Ainsi existe-t-il une Déclaration universelle des droits de l’homme en
Islam proclamée par le Conseil islamique pour l’Europe, le 19 septembre
1981. Le fait même de rédiger une déclaration islamique révèle la
volonté de marquer une différence avec la Déclaration de 1948, tout en
évoquant par la forme et certaines affirmations les textes occidentaux.
On a fait remarquer aussi que les traductions s’éloignaient parfois très
sensiblement du texte arabe « comme si les versions en langues
occidentales visaient à rassurer les non-musulmans et à leur exposer
l’éthique islamique en des termes acceptables pour un esprit pénétré des
principes modernes des droits de l’homme (bref, en termes laïques). La
version arabe semble plutôt destinée à satisfaire des esprits habitués à
une vision classiques de la Loi de l’Islam ».

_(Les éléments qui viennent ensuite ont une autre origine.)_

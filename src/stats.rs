//! Running statistics over the exported logs.

use std::sync::{Mutex, MutexGuard, PoisonError};

use crate::{
    abi::EventKind,
    types::{BlockNumber, LogEntry},
};

/// Snapshot of the aggregated statistics.
#[derive(Clone, Debug, Default, PartialEq, Eq)]
pub struct Stats {
    first_block: Option<BlockNumber>,
    last_block: Option<BlockNumber>,
    total: u64,
    counts: [u64; EventKind::ALL.len()],
    unclassified: u64,
}

impl Stats {
    /// Lowest block seen so far.
    pub fn first_block(&self) -> Option<BlockNumber> {
        self.first_block
    }

    /// Highest block seen so far.
    pub fn last_block(&self) -> Option<BlockNumber> {
        self.last_block
    }

    /// Number of logs seen.
    pub fn total(&self) -> u64 {
        self.total
    }

    pub fn count(&self, kind: EventKind) -> u64 {
        self.counts[kind.index()]
    }

    /// Logs whose first topic matched no known event.
    pub fn unclassified(&self) -> u64 {
        self.unclassified
    }

    fn record(&mut self, block: BlockNumber, kind: Option<EventKind>) {
        self.first_block = Some(self.first_block.map_or(block, |first| first.min(block)));
        self.last_block = Some(self.last_block.map_or(block, |last| last.max(block)));
        self.total += 1;
        match kind {
            Some(kind) => self.counts[kind.index()] += 1,
            None => self.unclassified += 1,
        }
    }
}

#[derive(Debug, Default)]
struct Inner {
    stats: Stats,
    last_price_update: Option<LogEntry>,
}

/// Thread-safe aggregator of [`Stats`] which also keeps the most recent
/// `PriceUpdate` log.
///
/// Updates are serialized by a single lock, snapshots are consistent copies.
#[derive(Debug, Default)]
pub struct StatsCache {
    inner: Mutex<Inner>,
}

impl StatsCache {
    pub fn new() -> Self {
        Self::default()
    }

    pub fn update(&self, entry: &LogEntry, kind: Option<EventKind>) {
        let mut inner = self.lock();
        inner.stats.record(entry.block_number(), kind);
        if kind == Some(EventKind::PriceUpdate) {
            inner.last_price_update = Some(entry.clone());
        }
    }

    pub fn snapshot(&self) -> Stats {
        self.lock().stats.clone()
    }

    pub fn last_price_update(&self) -> Option<LogEntry> {
        self.lock().last_price_update.clone()
    }

    // Updates leave the data consistent between statements, a panicking
    // holder can not leave it torn.
    fn lock(&self) -> MutexGuard<'_, Inner> {
        self.inner.lock().unwrap_or_else(PoisonError::into_inner)
    }
}
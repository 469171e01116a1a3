//! In-memory testing environment and test utilities.
//!
//! [`FakeSource`] is a scripted [`LogSource`]: responses are registered per
//! block range, either as a list of logs, a failure or a call that never
//! completes. Ranges without a script are answered by the default generator
//! ([`FakeSource::logs_per_chunk`]) or with no logs at all.
//!
//! [`log_at`] and [`log_of`] build logs emitted by [`ADDRESS`].

use std::sync::{
    Arc, Mutex, PoisonError,
    atomic::{AtomicUsize, Ordering},
};

use alloy::primitives::{Address, B256, Bytes, TxHash, U256, address};
use dashmap::DashMap;

use crate::{
    abi::EventKind,
    error::SourceError,
    source::{LogQuery, LogSource},
    types::{BlockNumber, LogEntry},
};

/// Contract address used by the test logs.
pub const ADDRESS: Address = address!("0x0000000000000000000000000000000000000abc");

/// Chain ID reported by [`FakeSource`].
pub const CHAIN_ID: u64 = 1337;

#[derive(Clone, Debug)]
enum Response {
    Logs(Vec<LogEntry>),
    Fail(SourceError),
    Hang,
}

#[derive(Clone, Debug, Default)]
pub struct FakeSource {
    head: BlockNumber,
    per_chunk: usize,
    responses: Arc<DashMap<(BlockNumber, BlockNumber), Response>>,
    queries: Arc<Mutex<Vec<(BlockNumber, BlockNumber)>>>,
    head_calls: Arc<AtomicUsize>,
}

impl FakeSource {
    /// Source with the chain head at `head` and no logs.
    pub fn new(head: BlockNumber) -> Self {
        Self {
            head,
            ..Default::default()
        }
    }

    /// Answers every unscripted range with `count` logs, spread over the
    /// range in ascending block order.
    pub fn logs_per_chunk(mut self, count: usize) -> Self {
        self.per_chunk = count;
        self
    }

    pub fn respond(&self, from: BlockNumber, to: BlockNumber, logs: Vec<LogEntry>) {
        self.responses.insert((from, to), Response::Logs(logs));
    }

    pub fn fail(&self, from: BlockNumber, to: BlockNumber, error: SourceError) {
        self.responses.insert((from, to), Response::Fail(error));
    }

    /// Query for the range never completes.
    pub fn hang(&self, from: BlockNumber, to: BlockNumber) {
        self.responses.insert((from, to), Response::Hang);
    }


    /// Ranges queried so far, in call order.
    pub fn queries(&self) -> Vec<(BlockNumber, BlockNumber)> {
        self.queries
            .lock()
            .unwrap_or_else(PoisonError::into_inner)
            .clone()
    }

    /// Number of head block requests.
    pub fn head_calls(&self) -> usize {
        self.head_calls.load(Ordering::SeqCst)
    }

    fn generate(&self, from: BlockNumber, to: BlockNumber) -> Vec<LogEntry> {
        (0..self.per_chunk)
            .map(|i| {
                let block = from.saturating_add(i as u64).min(to);
                log_at(block, i as u64)
            })
            .collect()
    }
}

impl LogSource for FakeSource {
    async fn filter_logs(&self, query: &LogQuery) -> Result<Vec<LogEntry>, SourceError> {
        let range = (query.from_block, query.to_block);
        self.queries
            .lock()
            .unwrap_or_else(PoisonError::into_inner)
            .push(range);

        let response = self.responses.get(&range).map(|r| r.value().clone());
        match response {
            Some(Response::Logs(logs)) => Ok(logs),
            Some(Response::Fail(error)) => Err(error),
            Some(Response::Hang) => std::future::pending().await,
            None => Ok(self.generate(query.from_block, query.to_block)),
        }
    }

    async fn block_number(&self) -> Result<BlockNumber, SourceError> {
        self.head_calls.fetch_add(1, Ordering::SeqCst);
        Ok(self.head)
    }

    async fn chain_id(&self) -> Result<u64, SourceError> {
        Ok(CHAIN_ID)
    }
}

/// `BatchTopUp` log at the given block.
pub fn log_at(block: BlockNumber, log_index: u64) -> LogEntry {
    log_of(EventKind::BatchTopUp, block, log_index)
}

pub fn log_of(kind: EventKind, block: BlockNumber, log_index: u64) -> LogEntry {
    LogEntry::new(
        ADDRESS,
        block,
        TxHash::from(U256::from(block)),
        log_index,
        vec![kind.signature_hash(), B256::from(U256::from(log_index))],
        Bytes::from(U256::from(block).to_be_bytes_vec()),
    )
}
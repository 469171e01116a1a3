use std::num::NonZeroU64;

use crate::types::BlockNumber;

/// Inclusive block range queried with a single RPC call.
#[derive(Clone, Copy, Debug, PartialEq, Eq, Hash)]
pub struct Chunk {
    from: BlockNumber,
    to: BlockNumber,
}

impl Chunk {
    pub fn new(from: BlockNumber, to: BlockNumber) -> Self {
        debug_assert!(from <= to);
        Self { from, to }
    }

    pub fn from(&self) -> BlockNumber {
        self.from
    }

    pub fn to(&self) -> BlockNumber {
        self.to
    }

    /// Number of blocks covered.
    pub fn blocks(&self) -> u64 {
        (self.to - self.from).saturating_add(1)
    }
}

/// Ascending, gapless partition of `[start, end]` into chunks of at most
/// `limit` blocks. Empty if `start > end`.
pub fn chunks(start: BlockNumber, end: BlockNumber, limit: NonZeroU64) -> Chunks {
    Chunks {
        next: (start <= end).then_some(start),
        end,
        limit: limit.get(),
    }
}

/// Number of chunks [`chunks`] yields for the range.
pub fn chunk_count(start: BlockNumber, end: BlockNumber, limit: NonZeroU64) -> u64 {
    if start > end {
        return 0;
    }
    (end - start) / limit.get() + 1
}

/// Iterator returned by [`chunks`].
#[derive(Clone, Debug)]
pub struct Chunks {
    next: Option<BlockNumber>,
    end: BlockNumber,
    limit: u64,
}

impl Iterator for Chunks {
    type Item = Chunk;

    fn next(&mut self) -> Option<Chunk> {
        let from = self.next?;
        let to = from.saturating_add(self.limit - 1).min(self.end);
        self.next = (to < self.end).then(|| to + 1);
        Some(Chunk::new(from, to))
    }
}

#[cfg(test)]
mod tests {
    use proptest::prelude::*;

    use super::*;

    fn limit(n: u64) -> NonZeroU64 {
        NonZeroU64::new(n).unwrap()
    }

    fn ranges(start: u64, end: u64, n: u64) -> Vec<(u64, u64)> {
        chunks(start, end, limit(n)).map(|c| (c.from(), c.to())).collect()
    }

    #[test]
    fn test_chunks_last_shorter() {
        assert_eq!(ranges(100, 104, 2), vec![(100, 101), (102, 103), (104, 104)]);
    }

    #[test]
    fn test_chunks_exact_multiple() {
        assert_eq!(ranges(100, 1099, 500), vec![(100, 599), (600, 1099)]);
    }

    #[test]
    fn test_chunks_single_block() {
        assert_eq!(ranges(42, 42, 5), vec![(42, 42)]);
        assert_eq!(ranges(42, 42, 1), vec![(42, 42)]);
    }

    #[test]
    fn test_chunks_empty() {
        assert!(ranges(100, 99, 5).is_empty());
        assert_eq!(chunk_count(100, 99, limit(5)), 0);
    }

    #[test]
    fn test_chunks_near_max_block() {
        assert_eq!(
            ranges(u64::MAX - 4, u64::MAX, 2),
            vec![
                (u64::MAX - 4, u64::MAX - 3),
                (u64::MAX - 2, u64::MAX - 1),
                (u64::MAX, u64::MAX)
            ]
        );
        assert_eq!(ranges(0, u64::MAX, u64::MAX), vec![(0, u64::MAX - 1), (u64::MAX, u64::MAX)]);
    }

    proptest! {
        #[test]
        fn prop_chunks_partition_range(start in 0u64..1_000_000, len in 0u64..5_000, n in 1u64..700) {
            let end = start + len;
            let chunks: Vec<_> = chunks(start, end, limit(n)).collect();

            prop_assert_eq!(chunks.len() as u64, chunk_count(start, end, limit(n)));
            prop_assert_eq!(chunks.first().map(Chunk::from), Some(start));
            prop_assert_eq!(chunks.last().map(Chunk::to), Some(end));
            for chunk in &chunks {
                prop_assert!(chunk.from() <= chunk.to());
                prop_assert!(chunk.blocks() <= n);
            }
            for pair in chunks.windows(2) {
                prop_assert_eq!(pair[0].to() + 1, pair[1].from());
            }
            prop_assert_eq!(chunks.iter().map(Chunk::blocks).sum::<u64>(), len + 1);
        }
    }
}
//! Fetch output streams.

use futures::{Stream, stream};
use tokio::sync::mpsc;

use crate::{error::Error, types::LogEntry};

/// Receiver of fetched logs, closed once the fetch terminates.
#[derive(Debug)]
pub struct LogReceiver {
    inner: mpsc::Receiver<LogEntry>,
}

impl LogReceiver {
    pub(crate) fn new(inner: mpsc::Receiver<LogEntry>) -> Self {
        Self { inner }
    }

    /// Receives the next log, or `None` if the stream is closed.
    pub async fn recv(&mut self) -> Option<LogEntry> {
        self.inner.recv().await
    }

    /// Number of logs buffered and not received yet.
    pub fn len(&self) -> usize {
        self.inner.len()
    }

    pub fn is_empty(&self) -> bool {
        self.inner.is_empty()
    }

    pub fn into_stream(self) -> impl Stream<Item = LogEntry> {
        stream::unfold(self, |mut rx| async move {
            let log = rx.recv().await?;
            Some((log, rx))
        })
    }
}

/// Receiver of the terminal fetch error.
///
/// Yields at most one error. Closed without an error when the fetch
/// completed.
#[derive(Debug)]
pub struct ErrorReceiver {
    inner: mpsc::Receiver<Error>,
}

impl ErrorReceiver {
    pub(crate) fn new(inner: mpsc::Receiver<Error>) -> Self {
        Self { inner }
    }

    pub async fn recv(&mut self) -> Option<Error> {
        self.inner.recv().await
    }
}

Quoi qu’il en soit, cette déclaration est réellement et profondément
islamique. Dès le préambule, il est affirmé que les « Droits de l’homme »
ont été définis « par Loi divine » voici quatorze
siècles. Cette Loi
divine, la Sari’a, mesure en fait tous les droits
énumérés par la suite.
Quelques exemples. A propos du droit à la vie (Art. 1), « Tous les êtres
humains constituent une même famille dont les membres sont unis par leur
soumission à Dieu et leur appartenance à la postérité d’Adam. Tous les
hommes, sans distinction de race, de couleur, de langue, de religion, de
sexe, d’appartenance politique, de situation sociale ou de tout autre
considération, sont égaux en dignité, en devoir et en responsabilité. La
vraie foi, qui permet à l’homme de s’accomplir, est la garantie de la
consolidation de cette dignité. (…) La vie de l’homme est sacrée
(…) Et personne n’est autorisé à y porter atteinte (…). Ce
caractère sacré ne saurait lui être retiré que par l’autorité de la Loi
islamique et conformément aux dispositions qu’elle stipule à ce sujet ».
A propos de la femme (art. 6) : « a) La femme est l’égale de l’homme au
plan de la dignité humaine. Elle a autant de droits que de devoirs. Elle
jouit de sa personnalité civile et de l’autonomie financière, ainsi que
du droit de conserver son prénom et son patronyme.
b) La charge d’entretenir la famille et la responsabilité de veiller sur
elle incombent au mari. »
A propos de la liberté de pensée, de croyance et de parole (Art.12):
« Chaque personne a le droit de penser et de croire, et donc d’exprimer
ce qu’elle pense et croit, sans que quiconque ne vienne s’y mêler ou le
lui interdire, aussi longtemps qu’elle s’en tient dans les limites
générales que la Loi islamique a stipulées en la matière ».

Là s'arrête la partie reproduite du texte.